*** Opening Exercise material ***

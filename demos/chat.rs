//! Interactive chat CLI for bitnet_infer.
//!
//! ```sh
//! cargo run --example chat --release
//! cargo run --example chat --release -- --url /path/to/model.gguf
//! cargo run --example chat --release -- --temperature 0.5 --max-tokens 1024
//! ```

use std::io::{self, BufRead, Write};
use std::time::Instant;

use futures::StreamExt;
use indicatif::{ProgressBar, ProgressStyle};
use bitnet_infer::{BitNet, ChatMessage, GenerateOptions, GenerationOutcome, LoadOptions, LoadProgress};

const DEFAULT_URL: &str =
    "https://huggingface.co/microsoft/bitnet-b1.58-2B-4T-gguf/resolve/main/ggml-model-i2_s.gguf";

struct Args {
    url: String,
    max_tokens: usize,
    temperature: f32,
    top_k: usize,
    repeat_penalty: f32,
}

fn parse_args() -> Args {
    let mut args = Args {
        url: DEFAULT_URL.to_string(),
        max_tokens: 512,
        temperature: 0.7,
        top_k: 40,
        repeat_penalty: 1.1,
    };

    let raw: Vec<String> = std::env::args().skip(1).collect();
    let mut i = 0;
    while i < raw.len() {
        match raw[i].as_str() {
            "--url" => {
                i += 1;
                args.url = raw[i].clone();
            }
            "--max-tokens" => {
                i += 1;
                args.max_tokens = raw[i].parse().expect("invalid --max-tokens");
            }
            "--temperature" => {
                i += 1;
                args.temperature = raw[i].parse().expect("invalid --temperature");
            }
            "--top-k" => {
                i += 1;
                args.top_k = raw[i].parse().expect("invalid --top-k");
            }
            "--repeat-penalty" => {
                i += 1;
                args.repeat_penalty = raw[i].parse().expect("invalid --repeat-penalty");
            }
            "-h" | "--help" => {
                eprintln!(
                    "bitnet_infer chat — interactive BitNet inference

Usage: cargo run --example chat --release -- [options]

Options:
  --url <url>              Model GGUF URL or path (default: BitNet 2B-4T)
  --max-tokens <n>         Max tokens to generate (default: 512)
  --temperature <f>        Sampling temperature (default: 0.7)
  --top-k <n>              Top-K sampling (default: 40)
  --repeat-penalty <f>     Repetition penalty (default: 1.1)
  -h, --help               Show this help"
                );
                std::process::exit(0);
            }
            other => {
                eprintln!("Unknown argument: {other}");
                std::process::exit(1);
            }
        }
        i += 1;
    }
    args
}

#[tokio::main]
async fn main() -> bitnet_infer::Result<()> {
    tracing_subscriber::fmt()
        .with_env_filter(
            tracing_subscriber::EnvFilter::try_from_default_env()
                .unwrap_or_else(|_| "bitnet_infer=info".parse().unwrap()),
        )
        .with_writer(io::stderr)
        .init();

    let cli = parse_args();

    eprintln!("bitnet_infer — Rust CLI");
    eprintln!("===================\n");
    eprintln!("Loading model from:\n  {}\n", cli.url);

    // Progress bar
    let pb = ProgressBar::new(100);
    pb.set_style(
        ProgressStyle::default_bar()
            .template("  {msg:8} [{bar:30}] {pos}%")
            .unwrap()
            .progress_chars("##-"),
    );

    let options = LoadOptions {
        on_progress: Some(Box::new(move |p: LoadProgress| {
            let pct = (p.fraction * 100.0) as u64;
            let phase = match p.phase {
                bitnet_infer::model::loader::LoadPhase::Download => "Download",
                bitnet_infer::model::loader::LoadPhase::Parse => "Parse",
                bitnet_infer::model::loader::LoadPhase::Upload => "Upload",
            };
            pb.set_message(phase.to_string());
            pb.set_position(pct);
            if p.fraction >= 1.0 {
                pb.finish_and_clear();
            }
        })),
        cache_dir: None,
    };

    let mut bitnet = BitNet::load(&cli.url, options).await?;

    eprintln!("\nModel loaded! Type your message (Ctrl+D to exit).\n");

    let stdin = io::stdin();
    let mut history: Vec<ChatMessage> = vec![ChatMessage {
        role: "system".into(),
        content: "You are a helpful assistant.".into(),
    }];

    loop {
        eprint!("You: ");
        io::stderr().flush().unwrap();

        let mut line = String::new();
        if stdin.lock().read_line(&mut line).unwrap() == 0 {
            break; // EOF
        }

        let text = line.trim().to_string();
        if text.is_empty() {
            continue;
        }

        history.push(ChatMessage {
            role: "user".into(),
            content: text,
        });

        print!("\nAssistant: ");
        io::stdout().flush().unwrap();

        let t0 = Instant::now();
        let mut token_count = 0usize;

        let options = GenerateOptions {
            max_tokens: cli.max_tokens,
            temperature: cli.temperature,
            top_k: cli.top_k,
            repeat_penalty: cli.repeat_penalty,
            ..Default::default()
        };

        let mut stream = bitnet.generate_chat(&history, options);
        let mut assistant_response = String::new();

        while let Some(outcome) = stream.next().await {
            let GenerationOutcome::Token(token) = outcome else {
                break;
            };
            print!("{token}");
            io::stdout().flush().unwrap();
            assistant_response.push_str(&token);
            token_count += 1;
        }
        drop(stream);

        let elapsed = t0.elapsed().as_secs_f64();
        let tok_sec = token_count as f64 / elapsed;

        println!(
            "\n\n  [{token_count} tokens in {elapsed:.1}s — {tok_sec:.1} tok/s]\n"
        );

        history.push(ChatMessage {
            role: "assistant".into(),
            content: assistant_response,
        });

        // Keep system + last 2 turns to avoid context overflow (4096 tokens)
        if history.len() > 5 {
            history.drain(1..history.len() - 2);
        }
    }

    eprintln!("\nBye!");
    bitnet.dispose();
    Ok(())
}
use rand::Rng;

/// Sample a token from logits with temperature, top-k, and repetition penalty.
pub fn sample_token(
    logits: &mut [f32],
    temperature: f32,
    top_k: usize,
    repeat_penalty: f32,
    recent_tokens: &[u32],
) -> u32 {
    let vocab_size = logits.len();

    // Repetition penalty (llama.cpp style)
    if repeat_penalty != 1.0 && !recent_tokens.is_empty() {
        for &token_id in recent_tokens {
            let idx = token_id as usize;
            if idx < vocab_size {
                if logits[idx] > 0.0 {
                    logits[idx] /= repeat_penalty;
                } else {
                    logits[idx] *= repeat_penalty;
                }
            }
        }
    }

    // Temperature
    if temperature != 1.0 {
        let inv_temp = 1.0 / temperature;
        for logit in logits.iter_mut() {
            *logit *= inv_temp;
        }
    }

    // Top-K via min-heap (O(V) instead of O(V log V) sort)
    if top_k > 0 && top_k < vocab_size {
        let mut heap: Vec<usize> = (0..top_k).collect();

        // Build initial min-heap
        for i in (0..(top_k / 2)).rev() {
            sift_down(&mut heap, i, top_k, logits);
        }

        // Process remaining
        for i in top_k..vocab_size {
            if logits[i] > logits[heap[0]] {
                heap[0] = i;
                sift_down(&mut heap, 0, top_k, logits);
            }
        }

        let threshold = logits[heap[0]];
        for i in 0..vocab_size {
            if logits[i] < threshold {
                logits[i] = f32::NEG_INFINITY;
            }
        }
    }

    // Softmax + sample
    let max_val = logits.iter().cloned().fold(f32::NEG_INFINITY, f32::max);
    let mut sum = 0.0f32;
    for logit in logits.iter_mut() {
        *logit = (*logit - max_val).exp();
        sum += *logit;
    }

    let mut rng = rand::rng();
    let r = rng.random::<f32>() * sum;
    let mut cumsum = 0.0f32;
    for (i, &logit) in logits.iter().enumerate() {
        cumsum += logit;
        if cumsum >= r {
            return i as u32;
        }
    }

    (vocab_size - 1) as u32
}

fn sift_down(heap: &mut [usize], mut i: usize, n: usize, values: &[f32]) {
    loop {
        let mut min = i;
        let l = 2 * i + 1;
        let r = 2 * i + 2;
        if l < n && values[heap[l]] < values[heap[min]] {
            min = l;
        }
        if r < n && values[heap[r]] < values[heap[min]] {
            min = r;
        }
        if min == i {
            break;
        }
        heap.swap(i, min);
        i = min;
    }
}

#[cfg(test)]
mod tests {
    use super::*;

    #[test]
    fn top_k_equal_to_vocab_is_identity() {
        let mut logits = vec![0.1, 5.0, -3.0, 2.0];
        let vocab_size = logits.len();
        let token = sample_token(&mut logits, 1.0, vocab_size, 1.0, &[]);
        assert!((token as usize) < vocab_size);
        // No logit should have been clamped to -inf.
        assert!(logits.iter().all(|l| l.is_finite()));
    }

    #[test]
    fn top_k_one_always_samples_argmax() {
        for _ in 0..20 {
            let mut logits = vec![0.1, 5.0, -3.0, 2.0];
            let token = sample_token(&mut logits, 1.0, 1, 1.0, &[]);
            assert_eq!(token, 1);
        }
    }

    #[test]
    fn low_temperature_converges_to_argmax() {
        for _ in 0..20 {
            let mut logits = vec![0.1, 5.0, -3.0, 2.0];
            let token = sample_token(&mut logits, 1e-4, 0, 1.0, &[]);
            assert_eq!(token, 1);
        }
    }

    #[test]
    fn softmax_stage_is_stable_under_large_shift() {
        // Large common offset should not blow up the exp/sum path.
        let mut logits = vec![1000.0, 1001.0, 1002.0];
        let _ = sample_token(&mut logits, 1.0, 0, 1.0, &[]);
        assert!(logits.iter().all(|l| l.is_finite()));
    }

    #[test]
    fn repetition_penalty_suppresses_recent_tokens() {
        let mut logits = vec![5.0, 5.0, 5.0];
        let token = sample_token(&mut logits, 1.0, 1, 2.0, &[0, 1]);
        // Tokens 0 and 1 were penalized below token 2's untouched logit.
        assert_eq!(token, 2);
    }
}
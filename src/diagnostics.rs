//! Stage-by-stage forward pass readback for numerical triage.
//!
//! Not on the production path: `BitNet::generate` never touches this module.
//! Intended for test tooling chasing down NaN/Inf drift across layers.

use crate::error::Result;
use crate::nn::model::BitNetModel;

/// Summary statistics for one probed tensor.
#[derive(Debug, Clone, PartialEq)]
pub struct ProbeReport {
    pub stage: &'static str,
    pub len: usize,
    pub min: f32,
    pub max: f32,
    pub mean: f32,
    pub rms: f32,
    pub nan_count: usize,
    pub inf_count: usize,
    pub zero_count: usize,
    pub first_8: Vec<f32>,
}

impl ProbeReport {
    fn from_values(stage: &'static str, values: &[f32]) -> Self {
        let len = values.len();
        let mut min = f32::INFINITY;
        let mut max = f32::NEG_INFINITY;
        let mut sum = 0.0f64;
        let mut sum_sq = 0.0f64;
        let mut nan_count = 0;
        let mut inf_count = 0;
        let mut zero_count = 0;

        for &v in values {
            if v.is_nan() {
                nan_count += 1;
                continue;
            }
            if v.is_infinite() {
                inf_count += 1;
                continue;
            }
            if v == 0.0 {
                zero_count += 1;
            }
            min = min.min(v);
            max = max.max(v);
            sum += v as f64;
            sum_sq += (v as f64) * (v as f64);
        }

        let finite_count = len - nan_count - inf_count;
        let mean = if finite_count > 0 {
            (sum / finite_count as f64) as f32
        } else {
            0.0
        };
        let rms = if finite_count > 0 {
            (sum_sq / finite_count as f64).sqrt() as f32
        } else {
            0.0
        };
        if finite_count == 0 {
            min = 0.0;
            max = 0.0;
        }

        Self {
            stage,
            len,
            min,
            max,
            mean,
            rms,
            nan_count,
            inf_count,
            zero_count,
            first_8: values.iter().take(8).copied().collect(),
        }
    }
}

/// Run a forward pass, reading back after each stage and reporting
/// statistics: embedding, first layer, second layer, last layer, final norm,
/// pre-head slice, first 100 logits.
pub async fn run_probe(model: &mut BitNetModel, token_ids: &[u32]) -> Result<Vec<ProbeReport>> {
    let stages = model.forward_probed(token_ids).await?;
    Ok(stages
        .into_iter()
        .map(|(name, values)| ProbeReport::from_values(name, &values))
        .collect())
}

#[cfg(test)]
mod tests {
    use super::*;

    #[test]
    fn report_counts_nan_inf_zero() {
        let values = vec![0.0, 1.0, -1.0, f32::NAN, f32::INFINITY, f32::NEG_INFINITY, 2.0];
        let report = ProbeReport::from_values("stage", &values);
        assert_eq!(report.len, 7);
        assert_eq!(report.nan_count, 1);
        assert_eq!(report.inf_count, 2);
        assert_eq!(report.zero_count, 1);
        assert_eq!(report.min, -1.0);
        assert_eq!(report.max, 2.0);
    }

    #[test]
    fn report_mean_and_rms_over_finite_values() {
        let values = vec![1.0, -1.0, 2.0, -2.0];
        let report = ProbeReport::from_values("stage", &values);
        assert!((report.mean - 0.0).abs() < 1e-6);
        let expected_rms = ((1.0f32 + 1.0 + 4.0 + 4.0) / 4.0).sqrt();
        assert!((report.rms - expected_rms).abs() < 1e-6);
    }

    #[test]
    fn first_8_truncates_long_slices() {
        let values: Vec<f32> = (0..20).map(|i| i as f32).collect();
        let report = ProbeReport::from_values("stage", &values);
        assert_eq!(report.first_8.len(), 8);
        assert_eq!(report.first_8, vec![0.0, 1.0, 2.0, 3.0, 4.0, 5.0, 6.0, 7.0]);
    }

    #[test]
    fn all_nan_yields_zeroed_summary() {
        let values = vec![f32::NAN, f32::NAN];
        let report = ProbeReport::from_values("stage", &values);
        assert_eq!(report.min, 0.0);
        assert_eq!(report.max, 0.0);
        assert_eq!(report.mean, 0.0);
        assert_eq!(report.rms, 0.0);
    }
}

*** Closing Exercise material ***

*Your objective*
From the records above, copy only the lines starting with the line that holds "let pb = ProgressBar::new(100);" and going on through the line that holds "let phase = match", exactly as written.

*Solution for this problem*
    let pb = ProgressBar::new(100);
    pb.set_style(
        ProgressStyle::default_bar()
            .template("  {msg:8} [{bar:30}] {pos}%")
            .unwrap()
            .progress_chars("##-"),
    );

    let options = LoadOptions {
        on_progress: Some(Box::new(move |p: LoadProgress| {
            let pct = (p.fraction * 100.0) as u64;
            let phase = match p.phase {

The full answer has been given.